Она не смогла бы повредить, даже если бы захотела - так подумали боги.
Как только клятва была принесена, Бальдр стал неуязвим, и поэтому боги,
чьи забавы не слишком отличались от забав их земных почитателей,
принялись развлекаться, ставя прекрасного Бальдра как живую мишень и
кидая в него все оружие с остриями и лезвиями, какое попадалось под руку.
Лишь один бог в этом не участвовал - Хот, брат Бальдра, ибо был слеп. Но
однажды он в своем ослеплении услышал голос, который спросил, не хочет ли
он присоединиться к остальным. "Да, - ответил Хот, - но я слеп". А голос
сказал: "Я поставлю тебя на нужное место и направлю твою руку. Брось
вот это". И ему в руку вложили копье, сделанное из омелы, но затвердевшее
благодаря волшебству.
Голос принадлежал Локи, обманщику богов, врагу богов и людей, отцу
чудовищного отродья. Хот взял копье и кинул его.
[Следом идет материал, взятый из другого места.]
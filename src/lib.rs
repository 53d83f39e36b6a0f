//! FermaSense: closed-loop fermentation vessel temperature control.
//!
//! A hysteresis-banded bang-bang controller driving a heating/cooling
//! actuator pair, with a line-oriented host command protocol, equalization
//! time instrumentation and a small two-line status display. Hardware access
//! goes through traits so the control core runs unchanged against the
//! bundled vessel simulation or a real probe/output backend.

pub mod clock;
pub mod config;
pub mod control;
pub mod controller;
pub mod display;
pub mod equalize;
pub mod hardware;
pub mod protocol;
pub mod sensor;
pub mod simulator;

pub use control::{ActuatorState, ControlParams, Mode, decide};
pub use controller::{Controller, ControllerError};
pub use sensor::SensorReading;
В ушах Хермота до сих пор звучал великий плач скорби, который поднялся,
когда боги, а потом и все сущее, узнали о смерти Бальдра, узнали, потому
что из вселенной сразу же исчез свет, и весь мир стал обыденным, унылым и
скучным, каким и остается до. сих пор. Своим внутренним взором он все еще
видел огромный костер, на который Один положил своего сына в
погребальной ладье, что должна была доставить его в мир Хель. Он видел,
что даже гиганты были приглашены на похороны и пришли. Видел, как
женщина гигантов, Хюрроккин, рыдая, столкнула лодку - Хермот был
одним из четырех ратоборцев, назначенных удерживать ее волчью упряжку
за поводья из гадюк. Видел - как только ладья заскользила в воду. Один
нагнулся и прошептал что-то на ухо своему мертвому сыну.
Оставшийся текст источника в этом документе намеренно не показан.